Entries provided:

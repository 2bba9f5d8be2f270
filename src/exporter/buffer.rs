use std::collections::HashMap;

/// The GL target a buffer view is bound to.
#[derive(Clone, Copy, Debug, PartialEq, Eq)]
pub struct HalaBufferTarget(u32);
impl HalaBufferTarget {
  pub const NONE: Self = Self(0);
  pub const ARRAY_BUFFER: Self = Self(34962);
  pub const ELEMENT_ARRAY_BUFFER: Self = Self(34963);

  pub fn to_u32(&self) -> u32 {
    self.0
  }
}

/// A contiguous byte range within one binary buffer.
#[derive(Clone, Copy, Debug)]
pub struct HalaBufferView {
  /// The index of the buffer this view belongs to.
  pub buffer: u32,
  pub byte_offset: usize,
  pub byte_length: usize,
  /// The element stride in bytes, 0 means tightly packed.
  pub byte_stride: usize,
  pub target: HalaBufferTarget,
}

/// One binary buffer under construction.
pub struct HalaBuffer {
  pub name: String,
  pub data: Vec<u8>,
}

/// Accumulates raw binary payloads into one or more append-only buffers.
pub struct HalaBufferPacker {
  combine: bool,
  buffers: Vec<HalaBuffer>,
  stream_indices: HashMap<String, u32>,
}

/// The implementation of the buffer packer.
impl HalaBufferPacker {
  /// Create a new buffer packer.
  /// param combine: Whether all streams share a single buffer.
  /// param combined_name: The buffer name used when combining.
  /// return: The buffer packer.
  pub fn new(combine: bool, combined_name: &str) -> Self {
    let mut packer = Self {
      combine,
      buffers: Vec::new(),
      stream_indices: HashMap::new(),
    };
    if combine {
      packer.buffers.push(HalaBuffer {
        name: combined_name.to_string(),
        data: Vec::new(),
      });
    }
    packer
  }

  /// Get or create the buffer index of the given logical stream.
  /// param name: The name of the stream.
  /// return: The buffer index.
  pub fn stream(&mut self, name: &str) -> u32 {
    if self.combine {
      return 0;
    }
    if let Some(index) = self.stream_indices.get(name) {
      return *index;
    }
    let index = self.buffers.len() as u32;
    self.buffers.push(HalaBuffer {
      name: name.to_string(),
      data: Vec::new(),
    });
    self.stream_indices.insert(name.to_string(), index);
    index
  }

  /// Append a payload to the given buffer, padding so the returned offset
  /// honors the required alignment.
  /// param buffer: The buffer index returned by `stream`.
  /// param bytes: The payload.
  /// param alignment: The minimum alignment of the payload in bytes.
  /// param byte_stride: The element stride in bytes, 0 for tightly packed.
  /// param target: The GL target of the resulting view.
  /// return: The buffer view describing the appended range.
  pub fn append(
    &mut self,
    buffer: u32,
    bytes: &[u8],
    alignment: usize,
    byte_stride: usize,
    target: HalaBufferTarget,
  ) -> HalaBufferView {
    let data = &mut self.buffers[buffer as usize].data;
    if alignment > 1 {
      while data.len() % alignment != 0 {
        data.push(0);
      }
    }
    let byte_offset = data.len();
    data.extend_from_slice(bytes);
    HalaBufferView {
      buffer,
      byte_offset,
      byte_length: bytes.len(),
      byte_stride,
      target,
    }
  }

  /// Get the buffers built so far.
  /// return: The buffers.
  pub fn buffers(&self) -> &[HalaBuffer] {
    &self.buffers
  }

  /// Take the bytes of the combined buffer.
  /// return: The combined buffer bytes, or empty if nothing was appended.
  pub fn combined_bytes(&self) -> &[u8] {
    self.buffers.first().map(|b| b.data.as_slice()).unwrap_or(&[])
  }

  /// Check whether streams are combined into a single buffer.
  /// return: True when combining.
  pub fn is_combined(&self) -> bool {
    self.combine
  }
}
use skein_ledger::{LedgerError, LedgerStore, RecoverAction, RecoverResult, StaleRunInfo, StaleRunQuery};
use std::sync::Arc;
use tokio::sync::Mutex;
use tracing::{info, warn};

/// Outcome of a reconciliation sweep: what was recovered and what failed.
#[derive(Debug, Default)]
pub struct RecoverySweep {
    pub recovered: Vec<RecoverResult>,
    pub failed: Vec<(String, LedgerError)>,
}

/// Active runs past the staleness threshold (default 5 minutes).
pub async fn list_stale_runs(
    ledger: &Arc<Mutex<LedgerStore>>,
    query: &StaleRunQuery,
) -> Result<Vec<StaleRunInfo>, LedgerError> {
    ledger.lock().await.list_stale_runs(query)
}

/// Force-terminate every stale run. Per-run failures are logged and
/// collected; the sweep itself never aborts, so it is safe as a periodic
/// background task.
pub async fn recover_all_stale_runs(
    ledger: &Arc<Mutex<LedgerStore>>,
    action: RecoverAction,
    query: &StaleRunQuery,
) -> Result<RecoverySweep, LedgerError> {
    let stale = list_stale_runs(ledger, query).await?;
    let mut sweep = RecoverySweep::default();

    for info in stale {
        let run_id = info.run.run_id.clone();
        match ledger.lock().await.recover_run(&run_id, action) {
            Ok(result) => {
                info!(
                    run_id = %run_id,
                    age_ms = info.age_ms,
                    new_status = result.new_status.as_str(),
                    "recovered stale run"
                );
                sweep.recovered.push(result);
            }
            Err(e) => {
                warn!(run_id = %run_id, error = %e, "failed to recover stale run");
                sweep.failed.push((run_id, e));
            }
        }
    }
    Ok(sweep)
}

Task to complete:
Every record above must appear again in the answer, unchanged.

Written solution:
repository 2bba9f5d8be2f270
filename src/exporter/buffer.rs
use std::collections::HashMap;

/// The GL target a buffer view is bound to.
#[derive(Clone, Copy, Debug, PartialEq, Eq)]
pub struct HalaBufferTarget(u32);
impl HalaBufferTarget {
  pub const NONE: Self = Self(0);
  pub const ARRAY_BUFFER: Self = Self(34962);
  pub const ELEMENT_ARRAY_BUFFER: Self = Self(34963);

  pub fn to_u32(&self) -> u32 {
    self.0
  }
}

/// A contiguous byte range within one binary buffer.
#[derive(Clone, Copy, Debug)]
pub struct HalaBufferView {
  /// The index of the buffer this view belongs to.
  pub buffer: u32,
  pub byte_offset: usize,
  pub byte_length: usize,
  /// The element stride in bytes, 0 means tightly packed.
  pub byte_stride: usize,
  pub target: HalaBufferTarget,
}

/// One binary buffer under construction.
pub struct HalaBuffer {
  pub name: String,
  pub data: Vec<u8>,
}

/// Accumulates raw binary payloads into one or more append-only buffers.
pub struct HalaBufferPacker {
  combine: bool,
  buffers: Vec<HalaBuffer>,
  stream_indices: HashMap<String, u32>,
}

/// The implementation of the buffer packer.
impl HalaBufferPacker {
  /// Create a new buffer packer.
  /// param combine: Whether all streams share a single buffer.
  /// param combined_name: The buffer name used when combining.
  /// return: The buffer packer.
  pub fn new(combine: bool, combined_name: &str) -> Self {
    let mut packer = Self {
      combine,
      buffers: Vec::new(),
      stream_indices: HashMap::new(),
    };
    if combine {
      packer.buffers.push(HalaBuffer {
        name: combined_name.to_string(),
        data: Vec::new(),
      });
    }
    packer
  }

  /// Get or create the buffer index of the given logical stream.
  /// param name: The name of the stream.
  /// return: The buffer index.
  pub fn stream(&mut self, name: &str) -> u32 {
    if self.combine {
      return 0;
    }
    if let Some(index) = self.stream_indices.get(name) {
      return *index;
    }
    let index = self.buffers.len() as u32;
    self.buffers.push(HalaBuffer {
      name: name.to_string(),
      data: Vec::new(),
    });
    self.stream_indices.insert(name.to_string(), index);
    index
  }

  /// Append a payload to the given buffer, padding so the returned offset
  /// honors the required alignment.
  /// param buffer: The buffer index returned by `stream`.
  /// param bytes: The payload.
  /// param alignment: The minimum alignment of the payload in bytes.
  /// param byte_stride: The element stride in bytes, 0 for tightly packed.
  /// param target: The GL target of the resulting view.
  /// return: The buffer view describing the appended range.
  pub fn append(
    &mut self,
    buffer: u32,
    bytes: &[u8],
    alignment: usize,
    byte_stride: usize,
    target: HalaBufferTarget,
  ) -> HalaBufferView {
    let data = &mut self.buffers[buffer as usize].data;
    if alignment > 1 {
      while data.len() % alignment != 0 {
        data.push(0);
      }
    }
    let byte_offset = data.len();
    data.extend_from_slice(bytes);
    HalaBufferView {
      buffer,
      byte_offset,
      byte_length: bytes.len(),
      byte_stride,
      target,
    }
  }

  /// Get the buffers built so far.
  /// return: The buffers.
  pub fn buffers(&self) -> &[HalaBuffer] {
    &self.buffers
  }

  /// Take the bytes of the combined buffer.
  /// return: The combined buffer bytes, or empty if nothing was appended.
  pub fn combined_bytes(&self) -> &[u8] {
    self.buffers.first().map(|b| b.data.as_slice()).unwrap_or(&[])
  }

  /// Check whether streams are combined into a single buffer.
  /// return: True when combining.
  pub fn is_combined(&self) -> bool {
    self.combine
  }
}
use skein_ledger::{LedgerError, LedgerStore, RecoverAction, RecoverResult, StaleRunInfo, StaleRunQuery};
use std::sync::Arc;
use tokio::sync::Mutex;
use tracing::{info, warn};

/// Outcome of a reconciliation sweep: what was recovered and what failed.
#[derive(Debug, Default)]
pub struct RecoverySweep {
    pub recovered: Vec<RecoverResult>,
    pub failed: Vec<(String, LedgerError)>,
}

/// Active runs past the staleness threshold (default 5 minutes).
pub async fn list_stale_runs(
    ledger: &Arc<Mutex<LedgerStore>>,
    query: &StaleRunQuery,
) -> Result<Vec<StaleRunInfo>, LedgerError> {
    ledger.lock().await.list_stale_runs(query)
}

/// Force-terminate every stale run. Per-run failures are logged and
/// collected; the sweep itself never aborts, so it is safe as a periodic
/// background task.
pub async fn recover_all_stale_runs(
    ledger: &Arc<Mutex<LedgerStore>>,
    action: RecoverAction,
    query: &StaleRunQuery,
) -> Result<RecoverySweep, LedgerError> {
    let stale = list_stale_runs(ledger, query).await?;
    let mut sweep = RecoverySweep::default();

    for info in stale {
        let run_id = info.run.run_id.clone();
        match ledger.lock().await.recover_run(&run_id, action) {
            Ok(result) => {
                info!(
                    run_id = %run_id,
                    age_ms = info.age_ms,
                    new_status = result.new_status.as_str(),
                    "recovered stale run"
                );
                sweep.recovered.push(result);
            }
            Err(e) => {
                warn!(run_id = %run_id, error = %e, "failed to recover stale run");
                sweep.failed.push((run_id, e));
            }
        }
    }
    Ok(sweep)
}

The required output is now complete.